Work instructions :: Nothing in the data may be altered, so output all of it exactly.

[Opening Data for review section]

#[cfg(test)]
mod tests {
    use super::*;

    fn int(bits: u8, signed: bool) -> NativeType {
        NativeType::Int { bits, signed }
    }

    #[test]
    fn test_integer_bounds_are_identity() {
        let cases = [
            (int(8, false), StateValue::UI1(u8::MAX)),
            (int(16, false), StateValue::UI2(u16::MAX)),
            (int(32, false), StateValue::UI4(u32::MAX)),
            (int(64, false), StateValue::UI8(u64::MAX)),
            (int(8, true), StateValue::I1(i8::MIN)),
            (int(16, true), StateValue::I2(i16::MIN)),
            (int(32, true), StateValue::I4(i32::MAX)),
            (int(64, true), StateValue::I8(i64::MIN)),
        ];
        for (native, value) in cases {
            let wire = get_upnp_value(&native, &value).unwrap();
            assert_eq!(get_native(&native, &wire).unwrap(), value);
        }
    }

    #[test]
    fn test_integer_overflow_is_rejected() {
        assert!(matches!(
            get_upnp_value(&int(8, false), &StateValue::UI2(256)),
            Err(StateValueError::TypeError(_))
        ));
        assert!(matches!(
            get_upnp_value(&int(16, true), &StateValue::I4(-40000)),
            Err(StateValueError::TypeError(_))
        ));
        assert!(matches!(
            get_upnp_value(&int(32, false), &StateValue::I1(-1)),
            Err(StateValueError::TypeError(_))
        ));
        assert!(get_native(&int(8, false), "256").is_err());
        assert!(get_native(&int(8, true), "-129").is_err());
        assert!(get_native(&int(32, true), "12abc").is_err());
    }

    #[test]
    fn test_narrow_value_into_wider_type() {
        assert_eq!(
            get_upnp_value(&int(32, false), &StateValue::UI1(200)).unwrap(),
            "200"
        );
    }

    #[test]
    fn test_floats() {
        let native = NativeType::Float { bits: 64 };
        assert_eq!(get_upnp_value(&native, &StateValue::R8(1.5)).unwrap(), "1.5");
        assert_eq!(get_native(&native, "-2.25").unwrap(), StateValue::R8(-2.25));
        assert!(get_native(&native, "NaN").is_err());
        assert!(
            get_upnp_value(&NativeType::Float { bits: 32 }, &StateValue::R8(1e300)).is_err()
        );
    }

    #[test]
    fn test_fixed_14_4() {
        let native = NativeType::Fixed14_4;
        assert_eq!(
            get_upnp_value(&native, &StateValue::Fixed14_4(3.5)).unwrap(),
            "3.5000"
        );
        assert_eq!(get_upnp_value(&native, &StateValue::I4(2)).unwrap(), "2.0000");
        assert!(get_native(&native, "100000000000000").is_err());
    }

    #[test]
    fn test_boolean() {
        assert_eq!(
            get_upnp_value(&NativeType::Bool, &StateValue::Boolean(true)).unwrap(),
            "1"
        );
        assert_eq!(
            get_upnp_value(&NativeType::Bool, &StateValue::Boolean(false)).unwrap(),
            "0"
        );
        assert_eq!(
            get_native(&NativeType::Bool, "TRUE").unwrap(),
            StateValue::Boolean(true)
        );
        assert!(get_native(&NativeType::Bool, "2").is_err());
    }

    #[test]
    fn test_binary_encodings() {
        let bytes = StateValue::Bytes(vec![0, 1, 0xfe, 0xff]);
        let b64 = NativeType::Bytes(BinaryEncoding::Base64);
        let hex = NativeType::Bytes(BinaryEncoding::Hex);

        assert_eq!(get_upnp_value(&b64, &bytes).unwrap(), "AAH+/w==");
        assert_eq!(get_upnp_value(&hex, &bytes).unwrap(), "0001feff");
        assert_eq!(get_native(&b64, "AAH+/w==").unwrap(), bytes);
        assert_eq!(get_native(&hex, "0001FEFF").unwrap(), bytes);
        assert!(get_native(&hex, "0g").is_err());
    }

    #[test]
    fn test_dates_and_times() {
        let date = NativeType::Date;
        let datetime = NativeType::DateTime { tz: false };
        let datetime_tz = NativeType::DateTime { tz: true };
        let time_tz = NativeType::Time { tz: true };

        let d = get_native(&date, "2024-02-29").unwrap();
        assert_eq!(get_upnp_value(&date, &d).unwrap(), "2024-02-29");
        assert!(get_native(&date, "2023-02-29").is_err());

        let dt = get_native(&datetime, "2024-01-02T03:04:05").unwrap();
        assert_eq!(get_upnp_value(&datetime, &dt).unwrap(), "2024-01-02T03:04:05");

        let dtz = get_native(&datetime_tz, "2024-01-02T03:04:05+02:00").unwrap();
        assert_eq!(
            get_upnp_value(&datetime_tz, &dtz).unwrap(),
            "2024-01-02T03:04:05+02:00"
        );

        let ttz = get_native(&time_tz, "10:20:30-05:30").unwrap();
        assert_eq!(get_upnp_value(&time_tz, &ttz).unwrap(), "10:20:30-05:30");
        assert!(get_native(&time_tz, "10:20:30").is_err());
    }

    #[test]
    fn test_uuid_validation() {
        let native = NativeType::Uuid;
        let ok = "123e4567-E89B-12d3-a456-426614174000";
        assert!(get_upnp_value(&native, &StateValue::String(ok.to_string())).is_ok());

        for bad in [
            "123e4567e89b12d3a456426614174000",
            "{123e4567-e89b-12d3-a456-426614174000}",
            "123e4567-e89b-12d3-a456-42661417400g",
            "123e4567-e89b-12d3-a4564-26614174000",
            "",
        ] {
            assert!(
                get_upnp_value(&native, &StateValue::String(bad.to_string())).is_err(),
                "{} should be rejected",
                bad
            );
        }
    }

    #[test]
    fn test_uri_requires_scheme() {
        let native = NativeType::Uri;
        assert!(get_native(&native, "http://example.com/a").is_ok());
        assert!(get_native(&native, "/relative/path").is_err());
        assert!(get_upnp_value(&native, &StateValue::String("no scheme".into())).is_err());
    }

    #[test]
    fn test_char_and_strings() {
        assert_eq!(
            get_native(&NativeType::Char, "é").unwrap(),
            StateValue::Char('é')
        );
        assert!(get_native(&NativeType::Char, "ab").is_err());
        assert_eq!(
            get_native(&NativeType::Str, "  padded ").unwrap(),
            StateValue::String("  padded ".to_string())
        );
        assert!(get_upnp_value(&NativeType::Str, &StateValue::I4(1)).is_err());
    }
}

[Closing Data for review section]

Answer to the exercise ::
#[cfg(test)]
mod tests {
    use super::*;

    fn int(bits: u8, signed: bool) -> NativeType {
        NativeType::Int { bits, signed }
    }

    #[test]
    fn test_integer_bounds_are_identity() {
        let cases = [
            (int(8, false), StateValue::UI1(u8::MAX)),
            (int(16, false), StateValue::UI2(u16::MAX)),
            (int(32, false), StateValue::UI4(u32::MAX)),
            (int(64, false), StateValue::UI8(u64::MAX)),
            (int(8, true), StateValue::I1(i8::MIN)),
            (int(16, true), StateValue::I2(i16::MIN)),
            (int(32, true), StateValue::I4(i32::MAX)),
            (int(64, true), StateValue::I8(i64::MIN)),
        ];
        for (native, value) in cases {
            let wire = get_upnp_value(&native, &value).unwrap();
            assert_eq!(get_native(&native, &wire).unwrap(), value);
        }
    }

    #[test]
    fn test_integer_overflow_is_rejected() {
        assert!(matches!(
            get_upnp_value(&int(8, false), &StateValue::UI2(256)),
            Err(StateValueError::TypeError(_))
        ));
        assert!(matches!(
            get_upnp_value(&int(16, true), &StateValue::I4(-40000)),
            Err(StateValueError::TypeError(_))
        ));
        assert!(matches!(
            get_upnp_value(&int(32, false), &StateValue::I1(-1)),
            Err(StateValueError::TypeError(_))
        ));
        assert!(get_native(&int(8, false), "256").is_err());
        assert!(get_native(&int(8, true), "-129").is_err());
        assert!(get_native(&int(32, true), "12abc").is_err());
    }

    #[test]
    fn test_narrow_value_into_wider_type() {
        assert_eq!(
            get_upnp_value(&int(32, false), &StateValue::UI1(200)).unwrap(),
            "200"
        );
    }

    #[test]
    fn test_floats() {
        let native = NativeType::Float { bits: 64 };
        assert_eq!(get_upnp_value(&native, &StateValue::R8(1.5)).unwrap(), "1.5");
        assert_eq!(get_native(&native, "-2.25").unwrap(), StateValue::R8(-2.25));
        assert!(get_native(&native, "NaN").is_err());
        assert!(
            get_upnp_value(&NativeType::Float { bits: 32 }, &StateValue::R8(1e300)).is_err()
        );
    }

    #[test]
    fn test_fixed_14_4() {
        let native = NativeType::Fixed14_4;
        assert_eq!(
            get_upnp_value(&native, &StateValue::Fixed14_4(3.5)).unwrap(),
            "3.5000"
        );
        assert_eq!(get_upnp_value(&native, &StateValue::I4(2)).unwrap(), "2.0000");
        assert!(get_native(&native, "100000000000000").is_err());
    }

    #[test]
    fn test_boolean() {
        assert_eq!(
            get_upnp_value(&NativeType::Bool, &StateValue::Boolean(true)).unwrap(),
            "1"
        );
        assert_eq!(
            get_upnp_value(&NativeType::Bool, &StateValue::Boolean(false)).unwrap(),
            "0"
        );
        assert_eq!(
            get_native(&NativeType::Bool, "TRUE").unwrap(),
            StateValue::Boolean(true)
        );
        assert!(get_native(&NativeType::Bool, "2").is_err());
    }

    #[test]
    fn test_binary_encodings() {
        let bytes = StateValue::Bytes(vec![0, 1, 0xfe, 0xff]);
        let b64 = NativeType::Bytes(BinaryEncoding::Base64);
        let hex = NativeType::Bytes(BinaryEncoding::Hex);

        assert_eq!(get_upnp_value(&b64, &bytes).unwrap(), "AAH+/w==");
        assert_eq!(get_upnp_value(&hex, &bytes).unwrap(), "0001feff");
        assert_eq!(get_native(&b64, "AAH+/w==").unwrap(), bytes);
        assert_eq!(get_native(&hex, "0001FEFF").unwrap(), bytes);
        assert!(get_native(&hex, "0g").is_err());
    }

    #[test]
    fn test_dates_and_times() {
        let date = NativeType::Date;
        let datetime = NativeType::DateTime { tz: false };
        let datetime_tz = NativeType::DateTime { tz: true };
        let time_tz = NativeType::Time { tz: true };

        let d = get_native(&date, "2024-02-29").unwrap();
        assert_eq!(get_upnp_value(&date, &d).unwrap(), "2024-02-29");
        assert!(get_native(&date, "2023-02-29").is_err());

        let dt = get_native(&datetime, "2024-01-02T03:04:05").unwrap();
        assert_eq!(get_upnp_value(&datetime, &dt).unwrap(), "2024-01-02T03:04:05");

        let dtz = get_native(&datetime_tz, "2024-01-02T03:04:05+02:00").unwrap();
        assert_eq!(
            get_upnp_value(&datetime_tz, &dtz).unwrap(),
            "2024-01-02T03:04:05+02:00"
        );

        let ttz = get_native(&time_tz, "10:20:30-05:30").unwrap();
        assert_eq!(get_upnp_value(&time_tz, &ttz).unwrap(), "10:20:30-05:30");
        assert!(get_native(&time_tz, "10:20:30").is_err());
    }

    #[test]
    fn test_uuid_validation() {
        let native = NativeType::Uuid;
        let ok = "123e4567-E89B-12d3-a456-426614174000";
        assert!(get_upnp_value(&native, &StateValue::String(ok.to_string())).is_ok());

        for bad in [
            "123e4567e89b12d3a456426614174000",
            "{123e4567-e89b-12d3-a456-426614174000}",
            "123e4567-e89b-12d3-a456-42661417400g",
            "123e4567-e89b-12d3-a4564-26614174000",
            "",
        ] {
            assert!(
                get_upnp_value(&native, &StateValue::String(bad.to_string())).is_err(),
                "{} should be rejected",
                bad
            );
        }
    }

    #[test]
    fn test_uri_requires_scheme() {
        let native = NativeType::Uri;
        assert!(get_native(&native, "http://example.com/a").is_ok());
        assert!(get_native(&native, "/relative/path").is_err());
        assert!(get_upnp_value(&native, &StateValue::String("no scheme".into())).is_err());
    }

    #[test]
    fn test_char_and_strings() {
        assert_eq!(
            get_native(&NativeType::Char, "é").unwrap(),
            StateValue::Char('é')
        );
        assert!(get_native(&NativeType::Char, "ab").is_err());
        assert_eq!(
            get_native(&NativeType::Str, "  padded ").unwrap(),
            StateValue::String("  padded ".to_string())
        );
        assert!(get_upnp_value(&NativeType::Str, &StateValue::I4(1)).is_err());
    }
}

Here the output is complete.